To find out what the citation is for an R package we also use the function citation
but this time specify the package
citation(package = "caper")
##
## To cite package 'caper' in publications use:
##
## Orme D, Freckleton R, Thomas G, Petzoldt T, Fritz S, Isaac N, Pearse W (2018).
## _caper: Comparative Analyses of Phylogenetics and Evolution in R_. R package
## version 1.0.1, <https://CRAN.R-project.org/package=caper>.
##
## A BibTeX entry for LaTeX users is
##
## @Manual{,
## title = {caper: Comparative Analyses of Phylogenetics and Evolution in R},
## author = {David Orme and Rob Freckleton and Gavin Thomas and Thomas Petzoldt and Susanne Fritz and Nick Isaac and Will Pearse},
## year = {2018},
## note = {R package version 1.0.1},
## url = {https://CRAN.R-project.org/package=caper},
## }
##
## ATTENTION: This citation information has been auto-generated from the package
## DESCRIPTION file and may need manual editing, see 'help("citation")'.

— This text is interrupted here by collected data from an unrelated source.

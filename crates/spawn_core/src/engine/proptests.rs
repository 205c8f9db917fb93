use super::aggressive::{qualifies, select_aggressive};
use super::config::{SelectionThresholds, SpawnConfig};
use super::distance::compute_distances;
use super::selector::{SelectionMode, SpawnSelector};
use super::squad::select_squad;
use crate::models::{Combatant, Position, SpawnLocation, Team};
use proptest::prelude::*;

fn team_strategy() -> impl Strategy<Value = Team> {
    prop_oneof![Just(Team::None), Just(Team::Blue), Just(Team::Red)]
}

fn position_strategy() -> impl Strategy<Value = Position> {
    (-50.0f32..50.0, -5.0f32..5.0, -50.0f32..50.0).prop_map(|(x, y, z)| Position::new(x, y, z))
}

fn cooldown_strategy() -> impl Strategy<Value = f32> {
    prop_oneof![Just(0.0f32), 0.1f32..3.0]
}

fn locations_strategy() -> impl Strategy<Value = Vec<SpawnLocation>> {
    prop::collection::vec((position_strategy(), cooldown_strategy()), 1..8).prop_map(|raw| {
        raw.into_iter()
            .enumerate()
            .map(|(i, (pos, cd))| SpawnLocation::new(i as u32, pos).with_cooldown(cd))
            .collect()
    })
}

fn combatants_strategy() -> impl Strategy<Value = Vec<Combatant>> {
    prop::collection::vec(
        (team_strategy(), position_strategy(), any::<bool>(), any::<bool>()),
        0..12,
    )
    .prop_map(|raw| {
        raw.into_iter()
            .enumerate()
            .map(|(i, (team, pos, disabled, dead))| {
                let mut c = Combatant::new(i as u32, team, pos);
                c.disabled = disabled;
                c.dead = dead;
                c
            })
            .collect()
    })
}

fn thresholds_strategy() -> impl Strategy<Value = SelectionThresholds> {
    (0.0f32..30.0, 0.0f32..5.0, 5.0f32..60.0).prop_map(|(min_enemy, min_friend, max_friend)| {
        SelectionThresholds {
            min_enemy_distance: min_enemy,
            min_friend_cluster_distance: min_friend,
            max_friend_distance: max_friend,
            squad_min_enemy_distance: None,
        }
    })
}

proptest! {
    /// Property: any non-empty location set yields exactly one of its own locations
    #[test]
    fn prop_selection_never_empty(
        locations in locations_strategy(),
        combatants in combatants_strategy(),
        thresholds in thresholds_strategy(),
        team in team_strategy(),
    ) {
        let ids: Vec<_> = locations.iter().map(|l| l.id).collect();
        let config = SpawnConfig { thresholds, ..SpawnConfig::default() };
        let mut selector = SpawnSelector::new(locations, config).unwrap();

        let pick = selector.select_spawn_location(team, &combatants).unwrap();
        prop_assert!(ids.contains(&pick.location_id));
    }

    /// Property: identical inputs choose the identical location
    #[test]
    fn prop_selection_deterministic(
        locations in locations_strategy(),
        combatants in combatants_strategy(),
        thresholds in thresholds_strategy(),
        team in team_strategy(),
    ) {
        let config = SpawnConfig { thresholds, ..SpawnConfig::default() };
        let mut a = SpawnSelector::new(locations.clone(), config).unwrap();
        let mut b = SpawnSelector::new(locations, config).unwrap();

        for _ in 0..3 {
            let pa = a.select_spawn_location(team, &combatants).unwrap();
            let pb = b.select_spawn_location(team, &combatants).unwrap();
            prop_assert_eq!(pa, pb);
        }
    }

    /// Property: raising the enemy floor never grows the aggressive qualifying set
    #[test]
    fn prop_enemy_floor_monotonic(
        mut locations in locations_strategy(),
        combatants in combatants_strategy(),
        thresholds in thresholds_strategy(),
        raise in 0.0f32..40.0,
        team in team_strategy(),
    ) {
        compute_distances(&mut locations, &combatants, team);
        let eps = SpawnConfig::default().ready_epsilon;
        let raised = SelectionThresholds {
            min_enemy_distance: thresholds.min_enemy_distance + raise,
            ..thresholds
        };

        for loc in &locations {
            if qualifies(loc, &raised, eps) {
                prop_assert!(qualifies(loc, &thresholds, eps));
            }
        }
    }

    /// Property: cooling locations only win through the last-resort rule
    #[test]
    fn prop_cooldown_excluded_outside_last_resort(
        mut locations in locations_strategy(),
        combatants in combatants_strategy(),
        thresholds in thresholds_strategy(),
        team in team_strategy(),
    ) {
        compute_distances(&mut locations, &combatants, team);
        let eps = SpawnConfig::default().ready_epsilon;

        if let Some(i) = select_aggressive(&locations, &thresholds, eps) {
            prop_assert!(locations[i].is_ready(eps));
        }

        let pick = select_squad(&locations, &thresholds, eps).unwrap();
        if !pick.last_resort {
            prop_assert!(locations[pick.index].is_ready(eps));
        } else {
            // Last resort is the closest-to-friend location overall.
            let min = locations
                .iter()
                .map(|l| l.distance_to_closest_friend)
                .fold(f32::INFINITY, f32::min);
            prop_assert!(locations[pick.index].distance_to_closest_friend <= min);
        }
    }

    /// Property: when aggressive mode finds nothing, the result is squad mode's pick
    #[test]
    fn prop_fallback_matches_squad(
        locations in locations_strategy(),
        combatants in combatants_strategy(),
        thresholds in thresholds_strategy(),
        team in team_strategy(),
    ) {
        let config = SpawnConfig { thresholds, ..SpawnConfig::default() };
        let mut evaluated = locations.clone();
        compute_distances(&mut evaluated, &combatants, team);

        let aggressive = select_aggressive(&evaluated, &thresholds, config.ready_epsilon);
        let squad = select_squad(&evaluated, &thresholds, config.ready_epsilon).unwrap();

        let mut selector = SpawnSelector::new(locations, config).unwrap();
        let pick = selector.select_spawn_location(team, &combatants).unwrap();

        match aggressive {
            Some(i) => {
                prop_assert_eq!(pick.mode, SelectionMode::Aggressive);
                prop_assert_eq!(pick.location_id, evaluated[i].id);
            }
            None => {
                prop_assert_ne!(pick.mode, SelectionMode::Aggressive);
                prop_assert_eq!(pick.location_id, evaluated[squad.index].id);
            }
        }
    }
}

#[test]
fn test_last_resort_may_return_cooling_location() {
    // The single exception to cooldown exclusion: unique closest-to-friend location.
    let mut locations = vec![
        SpawnLocation::new(1, Position::new(0.0, 0.0, 0.0)).with_cooldown(1.5),
        SpawnLocation::new(2, Position::new(45.0, 0.0, 0.0)).with_cooldown(1.5),
    ];
    let combatants = vec![Combatant::new(1, Team::Blue, Position::new(3.0, 0.0, 0.0))];
    compute_distances(&mut locations, &combatants, Team::Blue);

    let eps = SpawnConfig::default().ready_epsilon;
    let thresholds = SelectionThresholds::default();
    assert_eq!(select_aggressive(&locations, &thresholds, eps), None);

    let pick = select_squad(&locations, &thresholds, eps).unwrap();
    assert!(pick.last_resort);
    assert_eq!(pick.index, 0);
    assert!(!locations[0].is_ready(eps));
}

#[test]
fn test_scenarios_from_fixed_distances() {
    let eps = SpawnConfig::default().ready_epsilon;
    let locations = vec![
        SpawnLocation::new(1, Position::zeros()).with_distances(5.0, 15.0),
        SpawnLocation::new(2, Position::zeros()).with_distances(40.0, 3.0),
        SpawnLocation::new(3, Position::zeros()).with_distances(5.0, 15.0).with_cooldown(2.0),
    ];

    let base = SelectionThresholds {
        min_enemy_distance: 10.0,
        min_friend_cluster_distance: 2.0,
        max_friend_distance: 30.0,
        squad_min_enemy_distance: None,
    };
    assert_eq!(select_aggressive(&locations, &base, eps), Some(0));

    let strict = SelectionThresholds { min_enemy_distance: 20.0, ..base };
    assert_eq!(select_aggressive(&locations, &strict, eps), None);
    let pick = select_squad(&locations, &strict, eps).unwrap();
    assert_eq!(pick.index, 0);
    assert!(!pick.last_resort);
}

Usually package citations contain the version number, but if not you can get the version using
packageVersion("caper")
## [1] '1.0.1'
An additional benefit to citing R packages is that it helps people understand exactly what you did. It’s possible there are multiple ways to run a PGLS model, but if your report says you used caper
, it’s easy for a reader to check how caper
does it and to know exactly what you did. This helps people reproduce your analysis, and can also help you prove to anyone assessing your work that you know what you are doing!
Acknowledgements
Thanks to the many generations of postdocs and students who have taken courses with me and helped me to hone these materials. And to the many others out there teaching PCMs and writing tutorials that helped me learn these methods in the first place, especially Luke Harmon, Brian O’Meara, David Orme, Sam Price, Dan Rabosky, Liam Revell and Graham Slater. Also thanks to everyone for test running these materials.
Particular thanks to the authors of the R packages used and cited in this book. None of this would be possible without them. Do not forget to cite the packages you use in your own work. And if you meet one of them in person, buy them a beer/cake/coffee to say thank you!
Best of luck to you all, and happy PCM-ing!